» PROBLEM REQUIREMENTS
Beginning with the first line, please repeat the entries exactly and end on the line that contains "role: Role) ->".

» SOURCE DATA
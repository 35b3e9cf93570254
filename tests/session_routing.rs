//! Session resolution and routing integration tests

use std::sync::Arc;
use std::time::Duration;

use async_trait::async_trait;
use tokio::sync::watch;

use tienda_auth::memory::{MemoryIdentityProvider, MemoryProfileStore};
use tienda_auth::projection::MemoryProjectionCache;
use tienda_auth::traits::{
    Identity, IdentityProvider, NewProfile, ProfileStore, ProjectionCache,
};
use tienda_auth::{
    guard, guard_entry, AuthError, Destination, ProviderError, Role, SessionOutcome,
    SessionProjection, SessionResolver,
};

struct Harness {
    provider: Arc<MemoryIdentityProvider>,
    store: Arc<MemoryProfileStore>,
    projection: Arc<MemoryProjectionCache>,
}

impl Harness {
    fn new() -> Self {
        Self {
            provider: Arc::new(MemoryIdentityProvider::new()),
            store: Arc::new(MemoryProfileStore::new()),
            projection: Arc::new(MemoryProjectionCache::new()),
        }
    }

    fn resolver(&self) -> SessionResolver {
        SessionResolver::new(
            self.provider.clone(),
            self.store.clone(),
            self.projection.clone(),
        )
    }

    async fn provision(&self, email: &str, password: &str, name: &str, role: Role) -> String {
        let identity = self.provider.add_user(email, password);
        self.store
            .create(
                &identity.subject_id,
                NewProfile {
                    full_name: name.to_string(),
                    full_name_normalized: name.to_lowercase(),
                    email: email.to_string(),
                    phone: String::new(),
                    role,
                    active: true,
                },
            )
            .await
            .unwrap();
        identity.subject_id
    }
}

/// Provider whose first state notification only fires when the test releases
/// the gate. Everything else delegates to the memory provider.
struct GatedProvider {
    inner: Arc<MemoryIdentityProvider>,
    gate: watch::Receiver<bool>,
}

impl GatedProvider {
    fn new(inner: Arc<MemoryIdentityProvider>) -> (Arc<Self>, watch::Sender<bool>) {
        let (tx, rx) = watch::channel(false);
        (Arc::new(Self { inner, gate: rx }), tx)
    }
}

#[async_trait]
impl IdentityProvider for GatedProvider {
    async fn first_known_identity(&self) -> Result<Option<Identity>, ProviderError> {
        let mut rx = self.gate.clone();
        while !*rx.borrow() {
            rx.changed()
                .await
                .map_err(|_| ProviderError::new("network-request-failed", "gate closed"))?;
        }
        self.inner.first_known_identity().await
    }

    async fn sign_in(&self, email: &str, password: &str) -> Result<Identity, ProviderError> {
        self.inner.sign_in(email, password).await
    }

    async fn sign_up(&self, email: &str, password: &str) -> Result<Identity, ProviderError> {
        self.inner.sign_up(email, password).await
    }

    async fn sign_out(&self) -> Result<(), ProviderError> {
        self.inner.sign_out().await
    }

    async fn send_password_reset(
        &self,
        email: &str,
        return_url: &str,
    ) -> Result<(), ProviderError> {
        self.inner.send_password_reset(email, return_url).await
    }

    async fn reauthenticate(
        &self,
        email: &str,
        current_password: &str,
    ) -> Result<(), ProviderError> {
        self.inner.reauthenticate(email, current_password).await
    }

    async fn update_password(&self, new_password: &str) -> Result<(), ProviderError> {
        self.inner.update_password(new_password).await
    }
}

#[tokio::test]
async fn resolve_suspends_until_first_state_notification() {
    let h = Harness::new();
    h.provision("ana@example.com", "secret1", "Ana Torres", Role::Client)
        .await;
    h.provider.set_signed_in("ana@example.com");

    let (gated, gate) = GatedProvider::new(h.provider.clone());
    let resolver = Arc::new(SessionResolver::new(
        gated.clone(),
        h.store.clone(),
        h.projection.clone(),
    ));

    // Before the notification fires the resolver must suspend, not report
    // the user as anonymous.
    let premature =
        tokio::time::timeout(Duration::from_millis(50), resolver.resolve()).await;
    assert!(premature.is_err(), "resolver completed before first state notification");

    gate.send(true).unwrap();
    let outcome = resolver.resolve().await.unwrap();
    let session = outcome.session().expect("signed-in user resolved as anonymous");
    assert_eq!(session.email, "ana@example.com");
    assert_eq!(session.role, Role::Client);
}

#[tokio::test]
async fn resolve_is_memoized_to_one_subscription() {
    let h = Harness::new();
    h.provision("ana@example.com", "secret1", "Ana Torres", Role::Client)
        .await;
    h.provider.set_signed_in("ana@example.com");

    let resolver = h.resolver();
    let first = resolver.resolve().await.unwrap();
    let second = resolver.resolve().await.unwrap();

    assert_eq!(h.provider.first_state_subscription_count(), 1);
    assert_eq!(first.session().unwrap(), second.session().unwrap());
}

#[tokio::test]
async fn resolve_without_identity_is_anonymous() {
    let h = Harness::new();
    let resolver = h.resolver();

    let outcome = resolver.resolve().await.unwrap();
    assert!(matches!(outcome, SessionOutcome::Anonymous));

    let err = resolver.require().await.unwrap_err();
    assert_eq!(err, AuthError::Unauthenticated);
}

#[tokio::test]
async fn resolve_with_missing_profile_signs_out_and_denies() {
    let h = Harness::new();
    h.provider.add_user("ghost@example.com", "secret1");
    h.provider.set_signed_in("ghost@example.com");
    h.projection.set(SessionProjection {
        role: Role::Client,
        display_name: "Stale".to_string(),
    });

    let resolver = h.resolver();
    let outcome = resolver.resolve().await.unwrap();
    match outcome {
        SessionOutcome::Denied(err) => assert_eq!(err.error_code(), "CONFLICT"),
        other => panic!("expected denial, got {other:?}"),
    }
    assert_eq!(h.provider.sign_out_count(), 1);
    assert!(h.provider.current_identity().is_none());
    // The stale projection must not survive the corrective sign-out.
    assert!(h.projection.get().is_none());
}

#[tokio::test]
async fn resolve_with_disabled_account_signs_out_once() {
    let h = Harness::new();
    let subject_id = h
        .provision("ana@example.com", "secret1", "Ana Torres", Role::Client)
        .await;
    let mut doc = h.store.get(&subject_id).await.unwrap().unwrap();
    doc.active = false;
    h.store.insert_raw(doc);
    h.provider.set_signed_in("ana@example.com");
    h.projection.set(SessionProjection {
        role: Role::Client,
        display_name: "Ana Torres".to_string(),
    });

    let resolver = h.resolver();
    let outcome = resolver.resolve().await.unwrap();
    match outcome {
        SessionOutcome::Denied(err) => assert_eq!(err.error_code(), "DISABLED"),
        other => panic!("expected denial, got {other:?}"),
    }
    // The corrective sign-out drops the cached projection with the session.
    assert!(h.projection.get().is_none());

    // Memoization covers the side effect: a second resolve neither
    // re-subscribes nor signs out again.
    resolver.resolve().await.unwrap();
    assert_eq!(h.provider.sign_out_count(), 1);
    assert_eq!(h.provider.first_state_subscription_count(), 1);

    let err = resolver.require().await.unwrap_err();
    assert_eq!(err.error_code(), "DISABLED");
}

#[tokio::test]
async fn resolve_with_unrecognized_role_denies() {
    let h = Harness::new();
    let subject_id = h
        .provision("odd@example.com", "secret1", "Odd Role", Role::Client)
        .await;
    let mut doc = h.store.get(&subject_id).await.unwrap().unwrap();
    doc.role = "superuser".to_string();
    h.store.insert_raw(doc);
    h.provider.set_signed_in("odd@example.com");

    let resolver = h.resolver();
    let outcome = resolver.resolve().await.unwrap();
    assert!(matches!(outcome, SessionOutcome::Denied(_)));
    assert_eq!(h.provider.sign_out_count(), 1);
}

#[tokio::test]
async fn logout_clears_projection_and_provider_session() {
    let h = Harness::new();
    h.provision("ana@example.com", "secret1", "Ana Torres", Role::Client)
        .await;
    h.provider.set_signed_in("ana@example.com");
    h.projection.set(SessionProjection {
        role: Role::Client,
        display_name: "Ana Torres".to_string(),
    });

    let resolver = h.resolver();
    resolver.logout().await.unwrap();

    assert_eq!(h.provider.sign_out_count(), 1);
    assert!(h.provider.current_identity().is_none());
    assert!(h.projection.get().is_none());
}

#[tokio::test]
async fn boot_sequence_routes_resolved_sessions() {
    let h = Harness::new();
    h.provision("admin@example.com", "secret1", "Marco Ruiz", Role::Admin)
        .await;
    h.provider.set_signed_in("admin@example.com");

    let resolver = h.resolver();
    let outcome = resolver.resolve().await.unwrap();
    let session = outcome.session();

    // Admin page: stay. Client page: sent to their own area. Entry page:
    // sent away from the form.
    assert_eq!(guard(session, Some(Role::Admin)), Destination::Stay);
    assert_eq!(guard(session, Some(Role::Client)), Destination::AdminArea);
    assert_eq!(guard_entry(session), Destination::AdminArea);
}

#[tokio::test]
async fn boot_sequence_routes_anonymous_to_login() {
    let h = Harness::new();
    let resolver = h.resolver();
    let outcome = resolver.resolve().await.unwrap();
    let session = outcome.session();

    assert!(session.is_none());
    assert_eq!(guard(session, Some(Role::Client)), Destination::LoginEntry);
    assert_eq!(guard(session, None), Destination::LoginEntry);
    assert_eq!(guard_entry(session), Destination::Stay);
}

» TASK RESULT
repository 35b3e9cf93570254
filename tests/session_routing.rs
//! Session resolution and routing integration tests

use std::sync::Arc;
use std::time::Duration;

use async_trait::async_trait;
use tokio::sync::watch;

use tienda_auth::memory::{MemoryIdentityProvider, MemoryProfileStore};
use tienda_auth::projection::MemoryProjectionCache;
use tienda_auth::traits::{
    Identity, IdentityProvider, NewProfile, ProfileStore, ProjectionCache,
};
use tienda_auth::{
    guard, guard_entry, AuthError, Destination, ProviderError, Role, SessionOutcome,
    SessionProjection, SessionResolver,
};

struct Harness {
    provider: Arc<MemoryIdentityProvider>,
    store: Arc<MemoryProfileStore>,
    projection: Arc<MemoryProjectionCache>,
}

impl Harness {
    fn new() -> Self {
        Self {
            provider: Arc::new(MemoryIdentityProvider::new()),
            store: Arc::new(MemoryProfileStore::new()),
            projection: Arc::new(MemoryProjectionCache::new()),
        }
    }

    fn resolver(&self) -> SessionResolver {
        SessionResolver::new(
            self.provider.clone(),
            self.store.clone(),
            self.projection.clone(),
        )
    }

    async fn provision(&self, email: &str, password: &str, name: &str, role: Role) -> String {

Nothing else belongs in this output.